J’ai plaisir à tenter de retrouver ce sentiment que j’avais quand, gosse du côté de Bordeaux, il pleuvait, pleuvait ça pouvait durer des heures, des jours. Dehors c’était un monde d’ailleurs, aquatique, de cordes humides qui liaient le ciel trop plein d’anges aux ronds dans l’eau des flaques. Dedans, un monde sec de chocolat chaud, de douce solitude, d’oranges sanguines d’au-delà des nuages. Les mots y étaient ceux de lectures sans importance, aventures peu périlleuses, capitaine Nemo de salon, nautilus capitonné et ceux de la banalité des après repas dominicaux, nous vivions avec entrain l’ennui autorisé des dimanches après-midi. Quand elle est entrée venant de la pluie, qu’elle a soulevé la capuche de son ciré jaune, son visage a tout de suite dit que notre calme n’était pas le sien, pas de regard angélique, l’eau n’y était pas de pluie douce, plutôt de larmes au-delà de la douleur, on en aurait dit torture, celle qui dit l’incompréhension, le désarroi. Dans leur chambre, à l’étage, la télé avait brillé en silence toute la nuit, y passait en boucle et en noir et blanc l’horreur en direct de Sarajevo et de Srebrenica, elle ne s’y était pas attardée, sa douleur lui suffisait. Quand elle est entrée, elle n’a pas dit un mot mais le hurlement rentré de sa vengeance avançait à pas lent, envahissait la pièce, elle est restée immobile, debout, l’eau coulait de son ciré, créant autour d’elle ce que trimbale un corps meurtri par la violence de la trahison, de l’infidélité. De fureur animale, elle s’est sentie, c’est sûr, Médée, mais elle n’a enfant à tuer ni envie de mourir. Si quelqu’un doit mourir, ce n’est pas elle, elle se sait mieux vivante que morte. Lui, il s’est redressé, la douce nonchalance l’a quitté, comment a-t-elle su ? il n’a rien dit, de mensonges en approximations il avait tout fait pour cacher, rester discret, que rien ne se sache et sa lâcheté lui saute au visage là devant tout le monde. Il n’a rien prévu, il s’était dit que les mots viendraient tout seuls mais ils ne viennent pas, il ne sait pas ce qu’elle sait, il laisse venir. S’essayant à un peu moins de couardise, il esquisse une excuse.
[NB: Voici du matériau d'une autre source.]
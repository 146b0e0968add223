#![allow(clippy::unwrap_used)]

mod common;

use std::sync::Arc;
use std::sync::atomic::{AtomicUsize, Ordering};

use async_trait::async_trait;

use duract::ledger::LedgerError;
use duract::{
    ActionCall, ActionId, ActionRecord, ActionResultId, ActionResultRecord, ActionStatus, InstanceId, Ledger,
    NewActionRecord, NewActionResult, NotificationFeed, RetryPolicy, TaskManager,
};

use common::{TALLY_ID, Tally, in_memory_ledger, tally_registry};

fn tally_call() -> ActionCall {
    ActionCall::new(TALLY_ID)
}

/// Repeated sequential calls for one (instance, state) pair attach to the
/// same action record; no duplicate rows appear.
#[tokio::test]
async fn sequential_queue_work_is_deduplicated() {
    let ledger = in_memory_ledger();
    let manager = TaskManager::new(Arc::clone(&ledger), tally_registry());

    let h1 = manager
        .queue_work(tally_call(), "step_a", 1, "demo", &RetryPolicy::default())
        .await
        .unwrap();
    let h2 = manager
        .queue_work(tally_call(), "step_a", 1, "demo", &RetryPolicy::default())
        .await
        .unwrap();

    assert_eq!(h1.action_id(), h2.action_id());
    assert_eq!(ledger.actions_for_instance(1).await.unwrap().len(), 1);

    // Different state or instance queues separately.
    let h3 = manager
        .queue_work(tally_call(), "step_b", 1, "demo", &RetryPolicy::default())
        .await
        .unwrap();
    let h4 = manager
        .queue_work(tally_call(), "step_a", 2, "demo", &RetryPolicy::default())
        .await
        .unwrap();
    assert_ne!(h3.action_id(), h1.action_id());
    assert_ne!(h4.action_id(), h1.action_id());
}

/// A stored result at queue time yields an already-resolved handle with no
/// suspension and no local registration.
#[tokio::test]
async fn existing_result_resolves_immediately() {
    let ledger = in_memory_ledger();
    let manager = TaskManager::new(Arc::clone(&ledger), tally_registry());

    let first = manager
        .queue_work(tally_call(), "step_a", 1, "demo", &RetryPolicy::default())
        .await
        .unwrap();
    ledger
        .complete_action(first.action_id(), NewActionResult::success(r#"{"value":42}"#))
        .await
        .unwrap();

    // Fresh manager: nothing registered locally, as after a process restart.
    let restarted = TaskManager::new(Arc::clone(&ledger), tally_registry());
    let handle = restarted
        .queue_work(tally_call(), "step_a", 1, "demo", &RetryPolicy::default())
        .await
        .unwrap();

    assert!(handle.is_pre_resolved());
    assert_eq!(restarted.pending_waits().await, 0);
    let tally: Tally = handle.wait().await.unwrap().unwrap().into_typed().unwrap();
    assert_eq!(tally, Tally { value: 42 });
}

/// A second registration for the same action supersedes the first handle;
/// the superseded waiter observes abandonment instead of hanging.
#[tokio::test]
async fn requeue_supersedes_previous_handle() {
    let ledger = in_memory_ledger();
    let manager = TaskManager::new(Arc::clone(&ledger), tally_registry());

    let h1 = manager
        .queue_work(tally_call(), "step_a", 1, "demo", &RetryPolicy::default())
        .await
        .unwrap();
    let h2 = manager
        .queue_work(tally_call(), "step_a", 1, "demo", &RetryPolicy::default())
        .await
        .unwrap();
    assert_eq!(h1.action_id(), h2.action_id());
    assert_eq!(manager.pending_waits().await, 1);

    assert_eq!(h1.wait().await, Err(duract::ActionFailure::Abandoned));
}

/// Ledger wrapper that reports a missing record for the first N dedup
/// lookups, simulating another scheduler inserting between the lookup and
/// the insert.
struct RacingLedger {
    inner: Arc<dyn Ledger>,
    blind_finds: AtomicUsize,
}

#[async_trait]
impl Ledger for RacingLedger {
    async fn insert_action(&self, new: NewActionRecord) -> Result<ActionRecord, LedgerError> {
        self.inner.insert_action(new).await
    }

    async fn action(&self, id: ActionId) -> Result<Option<ActionRecord>, LedgerError> {
        self.inner.action(id).await
    }

    async fn result(&self, id: ActionResultId) -> Result<Option<ActionResultRecord>, LedgerError> {
        self.inner.result(id).await
    }

    async fn find_by_instance_and_state(
        &self,
        instance_id: InstanceId,
        state: &str,
    ) -> Result<Option<ActionRecord>, LedgerError> {
        if self
            .blind_finds
            .fetch_update(Ordering::SeqCst, Ordering::SeqCst, |n| n.checked_sub(1))
            .is_ok()
        {
            return Ok(None);
        }
        self.inner.find_by_instance_and_state(instance_id, state).await
    }

    async fn find_result_for_action(&self, action_id: ActionId) -> Result<Option<ActionResultRecord>, LedgerError> {
        self.inner.find_result_for_action(action_id).await
    }

    async fn actions_for_instance(&self, instance_id: InstanceId) -> Result<Vec<ActionRecord>, LedgerError> {
        self.inner.actions_for_instance(instance_id).await
    }

    async fn set_status(&self, id: ActionId, status: ActionStatus) -> Result<(), LedgerError> {
        self.inner.set_status(id, status).await
    }

    async fn complete_action(&self, id: ActionId, result: NewActionResult) -> Result<ActionResultRecord, LedgerError> {
        self.inner.complete_action(id, result).await
    }

    async fn subscribe(&self, status: ActionStatus) -> Box<dyn NotificationFeed> {
        self.inner.subscribe(status).await
    }
}

/// Losing the insert race adopts the winner's record instead of failing or
/// duplicating.
#[tokio::test]
async fn insert_conflict_adopts_winning_record() {
    let inner = in_memory_ledger();

    // The "other scheduler" already inserted for this key.
    let winner = inner
        .insert_action(NewActionRecord::queued(
            "demo",
            1,
            "step_a",
            TALLY_ID,
            None,
            &RetryPolicy::default(),
        ))
        .await
        .unwrap();

    let racing = Arc::new(RacingLedger {
        inner: Arc::clone(&inner),
        blind_finds: AtomicUsize::new(1),
    });
    let manager = TaskManager::new(racing as Arc<dyn Ledger>, tally_registry());

    let handle = manager
        .queue_work(tally_call(), "step_a", 1, "demo", &RetryPolicy::default())
        .await
        .unwrap();

    assert_eq!(handle.action_id(), winner.id);
    assert_eq!(inner.actions_for_instance(1).await.unwrap().len(), 1);
}

/// The inserted record carries the retry policy fields for workers to read.
#[tokio::test]
async fn queued_record_carries_retry_policy() {
    let ledger = in_memory_ledger();
    let manager = TaskManager::new(Arc::clone(&ledger), tally_registry());

    let retry = RetryPolicy::new(5, 3.0, 0.2).unwrap().with_max_attempts(4);
    let handle = manager
        .queue_work(
            tally_call().with_input(&serde_json::json!({"month": 7})).unwrap(),
            "step_a",
            9,
            "billing",
            &retry,
        )
        .await
        .unwrap();

    let record = ledger.action(handle.action_id()).await.unwrap().unwrap();
    assert_eq!(record.workflow_name, "billing");
    assert_eq!(record.instance_id, 9);
    assert_eq!(record.state, "step_a");
    assert_eq!(record.registry_id, TALLY_ID);
    assert_eq!(record.input_body.as_deref(), Some(r#"{"month":7}"#));
    assert_eq!(record.status, ActionStatus::Queued);
    assert_eq!(record.retry_backoff_seconds, 5);
    assert_eq!(record.retry_backoff_factor, 3.0);
    assert_eq!(record.retry_jitter, 0.2);
    assert_eq!(record.retry_max_attempts, Some(4));
    assert_eq!(record.retry_current_attempt, 0);
}
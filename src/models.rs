//! Durable records shared between schedulers and workers.

use serde::{Deserialize, Serialize};

use crate::retry::RetryPolicy;

/// Identifier of a running workflow execution, owned by the external engine.
pub type InstanceId = i64;
/// Ledger-assigned identifier of an [`ActionRecord`].
pub type ActionId = i64;
/// Ledger-assigned identifier of an [`ActionResultRecord`].
pub type ActionResultId = i64;

/// Queue lifecycle of an action, driven by external workers.
///
/// The scheduler creates records as `Queued` and reacts to `Done`; the
/// intermediate transitions belong to the worker fleet.
#[derive(Debug, Clone, Copy, PartialEq, Eq, Hash, Serialize, Deserialize)]
#[serde(rename_all = "snake_case")]
pub enum ActionStatus {
    Queued,
    Scheduled,
    InProgress,
    Done,
}

impl ActionStatus {
    pub fn as_str(&self) -> &'static str {
        match self {
            ActionStatus::Queued => "queued",
            ActionStatus::Scheduled => "scheduled",
            ActionStatus::InProgress => "in_progress",
            ActionStatus::Done => "done",
        }
    }

    pub fn parse(s: &str) -> Option<Self> {
        match s {
            "queued" => Some(ActionStatus::Queued),
            "scheduled" => Some(ActionStatus::Scheduled),
            "in_progress" => Some(ActionStatus::InProgress),
            "done" => Some(ActionStatus::Done),
            _ => None,
        }
    }
}

impl std::fmt::Display for ActionStatus {
    fn fmt(&self, f: &mut std::fmt::Formatter<'_>) -> std::fmt::Result {
        f.write_str(self.as_str())
    }
}

/// Durable record of one queued unit of work.
///
/// At most one record exists per `(instance_id, state)` pair; the ledger
/// enforces this with a uniqueness constraint.
#[derive(Debug, Clone, PartialEq, Serialize, Deserialize)]
pub struct ActionRecord {
    pub id: ActionId,
    pub workflow_name: String,
    pub instance_id: InstanceId,
    /// Opaque token naming where in the workflow this action belongs.
    pub state: String,
    pub registry_id: String,
    pub input_body: Option<String>,
    pub status: ActionStatus,
    /// Set exactly once when a worker finalizes the action; immutable after.
    pub final_result_id: Option<ActionResultId>,
    pub retry_backoff_seconds: i64,
    pub retry_backoff_factor: f64,
    pub retry_jitter: f64,
    pub retry_max_attempts: Option<i64>,
    pub retry_current_attempt: i64,
}

impl ActionRecord {
    /// Whether the worker may make another attempt under the stored policy.
    pub fn retry_allowed(&self) -> bool {
        match self.retry_max_attempts {
            None => true,
            Some(max) => self.retry_current_attempt < max,
        }
    }
}

/// Insert payload for a new action; the ledger assigns the id.
#[derive(Debug, Clone, PartialEq)]
pub struct NewActionRecord {
    pub workflow_name: String,
    pub instance_id: InstanceId,
    pub state: String,
    pub registry_id: String,
    pub input_body: Option<String>,
    pub status: ActionStatus,
    pub retry_backoff_seconds: i64,
    pub retry_backoff_factor: f64,
    pub retry_jitter: f64,
    pub retry_max_attempts: Option<i64>,
}

impl NewActionRecord {
    /// A freshly queued action carrying the given retry policy.
    pub fn queued(
        workflow_name: impl Into<String>,
        instance_id: InstanceId,
        state: impl Into<String>,
        registry_id: impl Into<String>,
        input_body: Option<String>,
        retry: &RetryPolicy,
    ) -> Self {
        Self {
            workflow_name: workflow_name.into(),
            instance_id,
            state: state.into(),
            registry_id: registry_id.into(),
            input_body,
            status: ActionStatus::Queued,
            retry_backoff_seconds: i64::from(retry.backoff_seconds()),
            retry_backoff_factor: retry.backoff_factor(),
            retry_jitter: retry.jitter(),
            retry_max_attempts: retry.max_attempts().map(i64::from),
        }
    }
}

/// Durable record of an action's outcome: a success body or an exception.
#[derive(Debug, Clone, PartialEq, Serialize, Deserialize)]
pub struct ActionResultRecord {
    pub id: ActionResultId,
    pub action_id: ActionId,
    pub result_body: Option<String>,
    pub exception: Option<String>,
    pub exception_stack: Option<String>,
}

/// Insert payload for an action result, written by a worker on completion.
#[derive(Debug, Clone, PartialEq)]
pub struct NewActionResult {
    pub result_body: Option<String>,
    pub exception: Option<String>,
    pub exception_stack: Option<String>,
}

impl NewActionResult {
    pub fn success(result_body: impl Into<String>) -> Self {
        Self {
            result_body: Some(result_body.into()),
            exception: None,
            exception_stack: None,
        }
    }

    /// A success carrying no body (actions whose type has no output).
    pub fn empty_success() -> Self {
        Self {
            result_body: None,
            exception: None,
            exception_stack: None,
        }
    }

    pub fn failure(exception: impl Into<String>, exception_stack: Option<String>) -> Self {
        Self {
            result_body: None,
            exception: Some(exception.into()),
            exception_stack,
        }
    }
}
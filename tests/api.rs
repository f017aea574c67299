//! End-to-end API tests driving the router directly over an in-memory
//! record store.

use std::sync::Arc;

use axum::body::Body;
use axum::http::{header, Request, StatusCode};
use axum::Router;
use http_body_util::BodyExt;
use serde_json::{json, Value};
use tower::util::ServiceExt;

use mindbloom_api::auth::rate_limit::RateLimiter;
use mindbloom_api::auth::session::Sessions;
use mindbloom_api::config::Config;
use mindbloom_api::store::{MemoryStore, Store};
use mindbloom_api::{app, AppState};

fn test_app() -> Router {
    let state = AppState {
        store: Store::new(MemoryStore::default()),
        config: Arc::new(Config::from_env()),
        sessions: Sessions::new(),
        rate_limiter: RateLimiter::new(),
    };
    app(state)
}

async fn request(
    app: &Router,
    method: &str,
    uri: &str,
    token: Option<&str>,
    body: Option<Value>,
) -> (StatusCode, Value) {
    let mut builder = Request::builder().method(method).uri(uri);
    if let Some(token) = token {
        builder = builder.header(header::AUTHORIZATION, format!("Bearer {token}"));
    }
    let request = match body {
        Some(body) => builder
            .header(header::CONTENT_TYPE, "application/json")
            .body(Body::from(body.to_string()))
            .unwrap(),
        None => builder.body(Body::empty()).unwrap(),
    };

    let response = app.clone().oneshot(request).await.unwrap();
    let status = response.status();
    let bytes = response.into_body().collect().await.unwrap().to_bytes();
    let value = if bytes.is_empty() {
        Value::Null
    } else {
        serde_json::from_slice(&bytes).unwrap()
    };
    (status, value)
}

async fn register(app: &Router, email: &str, username: &str) -> String {
    let (status, body) = request(
        app,
        "POST",
        "/api/auth/register",
        None,
        Some(json!({
            "email": email,
            "password": "hunter2",
            "username": username,
        })),
    )
    .await;
    assert_eq!(status, StatusCode::OK, "register failed: {body}");
    body["token"].as_str().unwrap().to_string()
}

fn phq9_responses(answer: u8, count: usize) -> Value {
    let mut map = serde_json::Map::new();
    for question in 0..count {
        map.insert(question.to_string(), json!(answer));
    }
    Value::Object(map)
}

#[tokio::test]
async fn health_endpoints_respond() {
    let app = test_app();

    let (status, body) = request(&app, "GET", "/health", None, None).await;
    assert_eq!(status, StatusCode::OK);
    assert_eq!(body["status"], "ok");
    assert_eq!(body["service"], "mindbloom-api");

    let (status, body) = request(&app, "GET", "/readyz", None, None).await;
    assert_eq!(status, StatusCode::OK);
    assert_eq!(body["status"], "ready");
}

#[tokio::test]
async fn register_creates_user_and_zeroed_profile() {
    let app = test_app();
    let token = register(&app, "ada@example.com", "ada").await;

    let (status, me) = request(&app, "GET", "/api/me", Some(&token), None).await;
    assert_eq!(status, StatusCode::OK);
    assert_eq!(me["username"], "ada");
    assert_eq!(me["email"], "ada@example.com");
    // The stored plaintext password never leaks into responses.
    assert!(me.get("password").is_none());

    let (status, profile) = request(&app, "GET", "/api/profile", Some(&token), None).await;
    assert_eq!(status, StatusCode::OK);
    assert_eq!(profile["total_check_ins"], 0);
    assert_eq!(profile["current_streak"], 0);
    assert_eq!(profile["longest_streak"], 0);
    assert_eq!(profile["avatar_state"], "neutral");
    assert!(profile["last_check_in_date"].is_null());
}
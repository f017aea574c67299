use axum::{
    extract::{Request, State},
    http::header::AUTHORIZATION,
    middleware::Next,
    response::Response,
};
use uuid::Uuid;

use crate::error::AppError;
use crate::AppState;

#[derive(Debug, Clone)]
pub struct AuthUser {
    pub id: Uuid,
    /// The bearer token that authenticated this request, kept around so
    /// logout can revoke it.
    pub token: Uuid,
}

pub async fn require_auth(
    State(state): State<AppState>,
    mut req: Request,
    next: Next,
) -> Result<Response, AppError> {
    let auth_header = req
        .headers()
        .get(AUTHORIZATION)
        .and_then(|v| v.to_str().ok())
        .ok_or(AppError::Unauthorized)?;

    let token = auth_header
        .strip_prefix("Bearer ")
        .ok_or(AppError::Unauthorized)?;

    let token = Uuid::parse_str(token).map_err(|_| AppError::Unauthorized)?;

    let user_id = state
        .sessions
        .resolve(token)
        .await
        .ok_or(AppError::Unauthorized)?;

    req.extensions_mut().insert(AuthUser { id: user_id, token });
    Ok(next.run(req).await)
}
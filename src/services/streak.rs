//! Streak engine: folds a new check-in into a user's profile aggregate.
//!
//! A streak counts consecutive calendar days with at least one check-in.
//! Only calendar dates matter for the transition; time-of-day is ignored.

use chrono::{DateTime, Duration, Utc};

use crate::models::mood_log::MoodLog;
use crate::models::profile::{AvatarState, Profile};

/// Compute the updated profile for a newly submitted check-in.
///
/// Pure: the caller persists the returned profile (read-modify-write) and
/// supplies [`Profile::new`] if the user has never checked in before.
pub fn update_profile(existing: &Profile, new_log: &MoodLog, now: DateTime<Utc>) -> Profile {
    let today = now.date_naive();
    let yesterday = today - Duration::days(1);
    let last_day = existing.last_check_in_date.map(|d| d.date_naive());

    let current_streak = match last_day {
        // Consecutive day: streak grows.
        Some(day) if day == yesterday => existing.current_streak + 1,
        // Second check-in on the same day: streak neither grows nor breaks.
        Some(day) if day == today => existing.current_streak,
        // Gap of two or more days, or first-ever check-in.
        _ => 1,
    };

    Profile {
        user_id: existing.user_id,
        avatar_state: AvatarState::from_mood(new_log.mood_level),
        total_check_ins: existing.total_check_ins + 1,
        current_streak,
        longest_streak: existing.longest_streak.max(current_streak),
        last_check_in_date: Some(now),
    }
}
use std::sync::Arc;

use tower_http::cors::CorsLayer;
use tower_http::trace::TraceLayer;

use mindbloom_api::auth::rate_limit::RateLimiter;
use mindbloom_api::auth::session::Sessions;
use mindbloom_api::config::Config;
use mindbloom_api::store::{JsonFileStore, Store};
use mindbloom_api::{app, AppState};

#[tokio::main]
async fn main() {
    dotenvy::dotenv().ok();

    // Initialize tracing
    tracing_subscriber::fmt()
        .with_env_filter(
            tracing_subscriber::EnvFilter::try_from_default_env()
                .unwrap_or_else(|_| "mindbloom_api=debug,tower_http=debug".into()),
        )
        .json()
        .init();

    let config = Arc::new(Config::from_env());

    let file_store =
        JsonFileStore::new(&config.data_dir).expect("Failed to prepare data directory");
    let store = Store::new(file_store);
    tracing::info!(data_dir = %config.data_dir.display(), "Record store ready");

    let state = AppState {
        store,
        config: config.clone(),
        sessions: Sessions::new(),
        rate_limiter: RateLimiter::new(),
    };

    let allowed_origins: Vec<axum::http::HeaderValue> = {
        let mut origins = vec![config
            .frontend_url
            .parse::<axum::http::HeaderValue>()
            .expect("FRONTEND_URL must be a valid origin")];
        // In dev, also allow LAN access (e.g. testing from another device)
        if let Ok(extra) = std::env::var("CORS_EXTRA_ORIGINS") {
            for o in extra.split(',') {
                if let Ok(hv) = o.trim().parse::<axum::http::HeaderValue>() {
                    origins.push(hv);
                }
            }
        }
        origins
    };
    let cors = CorsLayer::new()
        .allow_origin(allowed_origins)
        .allow_methods([axum::http::Method::GET, axum::http::Method::POST])
        .allow_headers([
            axum::http::header::AUTHORIZATION,
            axum::http::header::CONTENT_TYPE,
            axum::http::header::ACCEPT,
        ])
        .allow_credentials(true);

    let app = app(state).layer(cors).layer(TraceLayer::new_for_http());

    let addr = config.listen_addr();
    tracing::info!("Starting server on {}", addr);

    let listener = tokio::net::TcpListener::bind(&addr).await.unwrap();
    // Provide client IPs so the auth rate limiter can key per caller
    axum::serve(
        listener,
        app.into_make_service_with_connect_info::<std::net::SocketAddr>(),
    )
    .await
    .unwrap();
}
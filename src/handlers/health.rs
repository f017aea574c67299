use axum::{extract::State, http::StatusCode, Json};
use serde_json::{json, Value};

use crate::AppState;

pub async fn health_check() -> Json<Value> {
    Json(json!({
        "status": "ok",
        "service": "mindbloom-api",
        "version": env!("CARGO_PKG_VERSION"),
    }))
}

pub async fn readyz(State(state): State<AppState>) -> (StatusCode, Json<Value>) {
    if state.store.probe() {
        (
            StatusCode::OK,
            Json(json!({
                "status": "ready",
                "checks": { "store": "ok" },
            })),
        )
    } else {
        (
            StatusCode::SERVICE_UNAVAILABLE,
            Json(json!({
                "status": "not_ready",
                "checks": { "store": "failed" },
            })),
        )
    }
}
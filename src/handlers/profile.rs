use axum::{extract::State, Extension, Json};
use chrono::Utc;
use serde::Serialize;

use crate::auth::middleware::AuthUser;
use crate::error::AppResult;
use crate::models::mood_log::MoodLog;
use crate::models::profile::Profile;
use crate::services::badges::{self, BadgeStatus};
use crate::services::{companion, mood};
use crate::store::Collection;
use crate::AppState;

#[derive(Debug, Serialize)]
pub struct ProfileView {
    #[serde(flatten)]
    pub profile: Profile,
    pub average_mood: f64,
    pub days_active: i64,
    pub badges: Vec<BadgeStatus>,
    pub earned_badges: usize,
    pub quote: String,
}

pub async fn get_profile(
    State(state): State<AppState>,
    Extension(auth_user): Extension<AuthUser>,
) -> AppResult<Json<ProfileView>> {
    let profiles: Vec<Profile> = state.store.load(Collection::Profiles)?;
    let profile = profiles
        .into_iter()
        .find(|p| p.user_id == auth_user.id)
        .unwrap_or_else(|| Profile::new(auth_user.id));

    let all: Vec<MoodLog> = state.store.load(Collection::MoodLogs)?;
    let logs: Vec<MoodLog> = all
        .into_iter()
        .filter(|log| log.user_id == auth_user.id)
        .collect();

    let badges = badges::evaluate(&profile);
    let earned_badges = badges.iter().filter(|b| b.earned).count();
    let quote = companion::motivational_quote(&mut rand::thread_rng()).to_string();

    Ok(Json(ProfileView {
        average_mood: mood::average(&logs),
        days_active: mood::days_active(&logs, Utc::now()),
        badges,
        earned_badges,
        quote,
        profile,
    }))
}
//! Rolling statistics over a user's mood-log history.

use chrono::{DateTime, Utc};

use crate::models::mood_log::MoodLog;

/// Arithmetic mean of mood levels. Returns `0.0` for an empty slice —
/// a sentinel outside the valid 1-5 range, so callers must check for
/// emptiness before treating the result as data.
pub fn average(logs: &[MoodLog]) -> f64 {
    if logs.is_empty() {
        return 0.0;
    }
    let sum: f64 = logs.iter().map(|log| f64::from(log.mood_level)).sum();
    sum / logs.len() as f64
}

/// The `n` most recent mood levels in chronological order (oldest
/// first), for rendering the emotion curve. Returns everything if fewer
/// than `n` logs exist.
pub fn series(logs: &[MoodLog], n: usize) -> Vec<u8> {
    let mut sorted: Vec<&MoodLog> = logs.iter().collect();
    sorted.sort_by(|a, b| b.created_at.cmp(&a.created_at));
    let mut levels: Vec<u8> = sorted.into_iter().take(n).map(|log| log.mood_level).collect();
    levels.reverse();
    levels
}

/// Whole days elapsed since the oldest log, rounded up. Zero with no
/// history.
pub fn days_active(logs: &[MoodLog], now: DateTime<Utc>) -> i64 {
    let Some(first) = logs.iter().min_by_key(|log| log.created_at) else {
        return 0;
    };
    let seconds = now.signed_duration_since(first.created_at).num_seconds().max(0);
    (seconds + 86_399) / 86_400
}
//! Achievement badges derived from the profile counters.

use serde::Serialize;

use crate::models::profile::Profile;

#[derive(Debug, Clone, Copy, PartialEq, Eq)]
pub enum BadgeKind {
    /// Gates on `total_check_ins`.
    CheckIns,
    /// Gates on `longest_streak`.
    Streak,
}

pub struct Badge {
    pub id: &'static str,
    pub name: &'static str,
    pub icon: &'static str,
    pub requirement: u32,
    pub description: &'static str,
    pub kind: BadgeKind,
}

pub const BADGES: [Badge; 5] = [
    Badge {
        id: "first_step",
        name: "First Step",
        icon: "🌱",
        requirement: 1,
        description: "Complete your first check-in",
        kind: BadgeKind::CheckIns,
    },
    Badge {
        id: "week_warrior",
        name: "Week Warrior",
        icon: "🔥",
        requirement: 7,
        description: "7-day streak",
        kind: BadgeKind::Streak,
    },
    Badge {
        id: "month_master",
        name: "Month Master",
        icon: "🏆",
        requirement: 30,
        description: "30-day streak",
        kind: BadgeKind::Streak,
    },
    Badge {
        id: "centurion",
        name: "Centurion",
        icon: "💯",
        requirement: 100,
        description: "100 total check-ins",
        kind: BadgeKind::CheckIns,
    },
    Badge {
        id: "consistent",
        name: "Consistent",
        icon: "⭐",
        requirement: 14,
        description: "14-day streak",
        kind: BadgeKind::Streak,
    },
];

#[derive(Debug, Clone, Serialize)]
pub struct BadgeStatus {
    pub id: &'static str,
    pub name: &'static str,
    pub icon: &'static str,
    pub requirement: u32,
    pub description: &'static str,
    pub earned: bool,
}

pub fn earned(badge: &Badge, profile: &Profile) -> bool {
    match badge.kind {
        BadgeKind::CheckIns => profile.total_check_ins >= badge.requirement,
        BadgeKind::Streak => profile.longest_streak >= badge.requirement,
    }
}

/// Evaluate every badge against a profile, in display order.
pub fn evaluate(profile: &Profile) -> Vec<BadgeStatus> {
    BADGES
        .iter()
        .map(|badge| BadgeStatus {
            id: badge.id,
            name: badge.name,
            icon: badge.icon,
            requirement: badge.requirement,
            description: badge.description,
            earned: earned(badge, profile),
        })
        .collect()
}
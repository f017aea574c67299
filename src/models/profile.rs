use chrono::{DateTime, Utc};
use serde::{Deserialize, Serialize};
use uuid::Uuid;

/// Per-user aggregate, created zero-valued at registration and mutated
/// exactly once per check-in by the streak engine.
///
/// Invariant after every update: `longest_streak >= current_streak`.
#[derive(Debug, Clone, Serialize, Deserialize, PartialEq)]
pub struct Profile {
    pub user_id: Uuid,
    pub avatar_state: AvatarState,
    pub total_check_ins: u32,
    pub current_streak: u32,
    pub longest_streak: u32,
    pub last_check_in_date: Option<DateTime<Utc>>,
}

impl Profile {
    /// Zero-valued default for a user who has never checked in.
    pub fn new(user_id: Uuid) -> Self {
        Self {
            user_id,
            avatar_state: AvatarState::Neutral,
            total_check_ins: 0,
            current_streak: 0,
            longest_streak: 0,
            last_check_in_date: None,
        }
    }
}

/// Three-valued mood-presentation indicator derived from the latest
/// check-in.
#[derive(Debug, Clone, Copy, Serialize, Deserialize, PartialEq, Eq)]
#[serde(rename_all = "lowercase")]
pub enum AvatarState {
    Happy,
    Neutral,
    Sad,
}

impl AvatarState {
    pub fn from_mood(mood_level: u8) -> Self {
        if mood_level >= 4 {
            AvatarState::Happy
        } else if mood_level <= 2 {
            AvatarState::Sad
        } else {
            AvatarState::Neutral
        }
    }
}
Ta gueule salaud tu sais pas comme tu me fais souffrir dans quel état tu me mets toi me faire ça va la revoir ta pute barre toi je me casse adieu connard
Vertigineux ton escalier du capitonné au connard, on était si bien dans la première partie de ton texte…
Merci Juliette. Apparemment, même ici, la vie n’est pas un long fleuve tranquille.
Le drame qui pointe là a des accents de comédie. Tu t’y montres particulièrement à l’aise — comme tu prends le temps de nous y installer… et puis le surgissement de cette statue de larmes (on imagine dessous tapis ou parquet qui prennent cher)
Merci Christophe. Elle est belle ta statue de larmes.
ça donne envie de faire un « quatre mains », comme au piano, avec toutes les dissonances…j’entends d’ici les désaccords…
Je l’entends d’ici le piano devant la Loire sous la pluie. Merci Alexia.
Ce qu’il ne sait pas encore c’est qu’il avait tout fait pour que ça se sache malgré lui. La capuche mouillée de pluie . L’irruption du jaune dans le flux des images de guerre noires et blanches.
Ah, c’est beau cette tache jaune, je l’avais à peine vue. Merci Nathalie.